Photo : Un Palestinien devant la projection d’un discours de Mahmoud Abbas en 2012 - Crédit : Oren Ziv (Active Stills)
Faits marquants (7-10 juillet)
Le président palestinien Mahmoud Abbas aurait organisé la semaine dernière une réunion avec les dirigeants du Fatah et les forces de sécurité palestiniennes afin de proposer le redéploiement des forces de l’Autorité palestinienne à Jénine. Plusieurs sources médiatiques israéliennes ont fait état des efforts présumés de M. Abbas pour rétablir le contrôle de l’Autorité palestinienne sur la région, bien que celle-ci n’ait fait aucune annonce officielle. Cette information fait suite à une confrontation embarrassante entre des responsables de de l’Autorité palestinienne et du Fatah avec des habitants de Jénine la semaine dernière, au cours de laquelle des résidents se sont opposés aux forces de sécurité de l’Autorité palestinienne et ont expulsé Mahmoud al-Aloul, un membre éminent du Fatah, lors de sa visite dans la ville à la suite de l’invasion meurtrière de l’armée israélienne. Depuis le début de l’année, l’Autorité palestinienne a engagé un certain nombre de pourparlers avec des responsables israéliens et américains, dont l’un des principaux objectifs aurait été d’enrayer la résistance palestinienne croissante. Comme l’a rapporté Mondoweiss en début d’année, des sources ayant connaissance des sommets en Jordanie et en Egypte, ont indiqué qu’une partie des réunions « portait sur la conception d’une nouvelle unité d’opérations de sécurité, composée d’au moins 5 000 membres de l’AP qui seraient formés en Jordanie et déployés à Jénine et à Naplouse ». Le dimanche 9 juillet, le cabinet chargé de la sécurité au sein du gouvernement du Premier ministre israélien Benjamin Netanyahou a annoncé qu’Israël « s’efforcerait d’empêcher l’effondrement » de l’Autorité palestinienne, a rapporté l’agence Reuters. Le gouvernement de M. Netanyahou n’a proposé aucune mesure concrète pour soutenir l’Autorité palestinienne, mais a déclaré qu’il prendrait « des mesures pour stabiliser la situation civile dans l’arène palestinienne ».

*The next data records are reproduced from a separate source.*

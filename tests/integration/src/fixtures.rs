//! In-memory stores and transports for integration tests

use std::sync::{Arc, Mutex};

use async_trait::async_trait;
use uuid::Uuid;

use account_core::traits::{
    CommentRepository, OwnedRecordRepository, PostRepository, RepoResult, ReportRepository,
    UserRepository,
};
use account_core::{DomainError, OwnerPatch, User, UserFlags};
use account_queue::{QueueTransport, TransportError};

/// One dependent record as the in-memory collections store it
#[derive(Debug, Clone, Copy, PartialEq, Eq)]
pub struct StoredRecord {
    pub owner: Uuid,
    pub is_deleted: bool,
    pub is_active: bool,
}

/// In-memory dependent collection
#[derive(Default)]
pub struct InMemoryCollection {
    records: Mutex<Vec<StoredRecord>>,
}

impl InMemoryCollection {
    pub fn seed(&self, owner: Uuid, count: usize) {
        let mut records = self.records.lock().unwrap();
        for _ in 0..count {
            records.push(StoredRecord { owner, is_deleted: false, is_active: false });
        }
    }

    pub fn by_owner(&self, owner: Uuid) -> Vec<StoredRecord> {
        self.records
            .lock()
            .unwrap()
            .iter()
            .filter(|r| r.owner == owner)
            .copied()
            .collect()
    }
}

#[async_trait]
impl OwnedRecordRepository for InMemoryCollection {
    async fn bulk_update_by_owner(&self, owner_id: Uuid, patch: &OwnerPatch) -> RepoResult<u64> {
        let mut records = self.records.lock().unwrap();
        let mut touched = 0;
        for record in records.iter_mut().filter(|r| r.owner == owner_id) {
            if let Some(is_deleted) = patch.is_deleted {
                record.is_deleted = is_deleted;
            }
            if let Some(is_active) = patch.is_active {
                record.is_active = is_active;
            }
            touched += 1;
        }
        Ok(touched)
    }

    async fn bulk_delete_by_owner(&self, owner_id: Uuid) -> RepoResult<u64> {
        let mut records = self.records.lock().unwrap();
        let before = records.len();
        records.retain(|r| r.owner != owner_id);
        Ok((before - records.len()) as u64)
    }
}

impl PostRepository for InMemoryCollection {}
impl CommentRepository for InMemoryCollection {}
impl ReportRepository for InMemoryCollection {}

/// In-memory user store
#[derive(Default)]
pub struct InMemoryUsers {
    users: Mutex<Vec<User>>,
}

impl InMemoryUsers {
    pub fn get(&self, id: Uuid) -> Option<User> {
        self.users.lock().unwrap().iter().find(|u| u.id == id).cloned()
    }
}

#[async_trait]
impl UserRepository for InMemoryUsers {
    async fn find_by_id(&self, id: Uuid) -> RepoResult<Option<User>> {
        Ok(self.get(id))
    }

    async fn find_by_email(&self, email: &str) -> RepoResult<Option<User>> {
        let email = email.to_lowercase();
        Ok(self.users.lock().unwrap().iter().find(|u| u.email == email).cloned())
    }

    async fn email_exists(&self, email: &str) -> RepoResult<bool> {
        Ok(self.find_by_email(email).await?.is_some())
    }

    async fn create(&self, user: &User) -> RepoResult<()> {
        let mut users = self.users.lock().unwrap();
        if users.iter().any(|u| u.email == user.email) {
            return Err(DomainError::EmailAlreadyExists);
        }
        users.push(user.clone());
        Ok(())
    }

    async fn update_flags(
        &self,
        id: Uuid,
        flags: UserFlags,
        updated_by: Option<Uuid>,
    ) -> RepoResult<()> {
        let mut users = self.users.lock().unwrap();
        let user = users
            .iter_mut()
            .find(|u| u.id == id)
            .ok_or(DomainError::UserNotFound(id))?;
        user.set_flags(flags, updated_by);
        Ok(())
    }

    async fn delete(&self, id: Uuid) -> RepoResult<()> {
        let mut users = self.users.lock().unwrap();
        let before = users.len();
        users.retain(|u| u.id != id);
        if users.len() == before {
            return Err(DomainError::UserNotFound(id));
        }
        Ok(())
    }
}

/// In-memory queue transport with a configurable warm-up delay
///
/// Every delivered payload lands in `delivered`, in order, as the raw JSON
/// the broker would have received.
pub struct InMemoryQueue {
    fail_connects: usize,
    delivered: Arc<Mutex<Vec<String>>>,
}

impl InMemoryQueue {
    /// Transport that refuses the first `fail_connects` connection attempts
    pub fn new(fail_connects: usize) -> (Self, Arc<Mutex<Vec<String>>>) {
        let delivered = Arc::new(Mutex::new(Vec::new()));
        (
            Self { fail_connects, delivered: Arc::clone(&delivered) },
            delivered,
        )
    }
}

#[async_trait]
impl QueueTransport for InMemoryQueue {
    async fn connect(&mut self) -> Result<(), TransportError> {
        if self.fail_connects > 0 {
            self.fail_connects -= 1;
            return Err(TransportError::Connect("broker warming up".to_string()));
        }
        Ok(())
    }

    async fn send(&mut self, payload: &[u8]) -> Result<(), TransportError> {
        self.delivered
            .lock()
            .unwrap()
            .push(String::from_utf8(payload.to_vec()).map_err(|e| TransportError::Send(e.to_string()))?);
        Ok(())
    }
}
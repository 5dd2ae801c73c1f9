//! PostgreSQL repository implementations

mod comment;
mod error;
mod post;
mod report;
mod user;

pub use comment::PgCommentRepository;
pub use post::PgPostRepository;
pub use report::PgReportRepository;
pub use user::PgUserRepository;
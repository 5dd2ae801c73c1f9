//! Dependent-record database models

use account_core::{Comment, Post, Report};
use chrono::{DateTime, Utc};
use sqlx::FromRow;
use uuid::Uuid;

/// Database model for the posts table
#[derive(Debug, Clone, FromRow)]
pub struct PostModel {
    pub id: Uuid,
    pub user_id: Uuid,
    pub is_deleted: bool,
    pub is_active: bool,
    pub created_at: DateTime<Utc>,
    pub updated_at: DateTime<Utc>,
}

/// Database model for the comments table
#[derive(Debug, Clone, FromRow)]
pub struct CommentModel {
    pub id: Uuid,
    pub user_id: Uuid,
    pub is_deleted: bool,
    pub is_active: bool,
    pub created_at: DateTime<Utc>,
    pub updated_at: DateTime<Utc>,
}

/// Database model for the reports table
#[derive(Debug, Clone, FromRow)]
pub struct ReportModel {
    pub id: Uuid,
    pub reported_user_id: Uuid,
    pub is_deleted: bool,
    pub is_active: bool,
    pub created_at: DateTime<Utc>,
    pub updated_at: DateTime<Utc>,
}

impl From<PostModel> for Post {
    fn from(model: PostModel) -> Self {
        Post {
            id: model.id,
            user_id: model.user_id,
            is_deleted: model.is_deleted,
            is_active: model.is_active,
            created_at: model.created_at,
            updated_at: model.updated_at,
        }
    }
}

impl From<CommentModel> for Comment {
    fn from(model: CommentModel) -> Self {
        Comment {
            id: model.id,
            user_id: model.user_id,
            is_deleted: model.is_deleted,
            is_active: model.is_active,
            created_at: model.created_at,
            updated_at: model.updated_at,
        }
    }
}

impl From<ReportModel> for Report {
    fn from(model: ReportModel) -> Self {
        Report {
            id: model.id,
            reported_user_id: model.reported_user_id,
            is_deleted: model.is_deleted,
            is_active: model.is_active,
            created_at: model.created_at,
            updated_at: model.updated_at,
        }
    }
}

Quatre Palestiniens ont été tués par des tirs israéliens entre le 7 et le 10 juillet, et plusieurs autres ont été blessés, selon le ministère palestinien de la santé. Le vendredi 7 juillet, les forces israéliennes ont assassiné deux militants palestiniens lors d’un assaut mené à leur domicile dans la ville de Naplouse. Khairy Shaheen, 34 ans, et Hamza Maqboul, 32 ans, tous deux membres présumés de la branche armée du parti de gauche Front populaire de libération de la Palestine (FPLP), ont été tués après une brève confrontation avec les forces israéliennes, qui ont fait une descente dans la maison où ils se trouvaient. Selon Al Jazeera, Shaheen et Maqboul ont utilisé des explosifs improvisés et ont engagé une fusillade avec les soldats israéliens. Israël les accusait d’avoir tiré sur une voiture de police israélienne à l’extérieur de la colonie illégale de Har Bracha, au sud de Naplouse, la semaine précédente. Trois autres Palestiniens ont été blessés au cours du raid, et trois ont été arrêtés. Toujours le 7 juillet, Abdul-Jawad Saleh, 24 ans, a été tué par balle dans le village d’Umm Safa, près de Ramallah, lors d’une manifestation contre l’installation d’une colonie illégale sur les terres de la ville. Des colons israéliens auraient jeté des pierres en direction des Palestiniens, tandis que les forces israéliennes ont utilisé des gaz lacrymogènes et tiré à balles réelles en direction des manifestants palestiniens non armés. Un témoin oculaire de la manifestation a déclaré à Mondoweiss que si l’attaque des colons et des soldats a incité les jeunes de la région à lancer des pierres en retour, Saleh n’y avait pas participé, et qu’il a été « abattu par une balle tirée de nulle part, en plein dans la poitrine ». Le témoin oculaire a déclaré à Mondoweiss que les soldats « étaient là pour tuer ». Les Palestiniens d’Umm Safa ont fait l’objet d’un certain nombre d’attaques violentes de la part des colons au cours des dernières semaines. Le lundi 10 juillet, Bilal Qadah, 33 ans, a été abattu par les forces israéliennes à un poste de contrôle près du village de Deir Nidham, au nord-ouest de Ramallah. Selon les déclarations israéliennes, Bilal Qadah tentait de lancer un explosif lorsqu’il a été abattu, a rapporté l’agence de presse Wafa.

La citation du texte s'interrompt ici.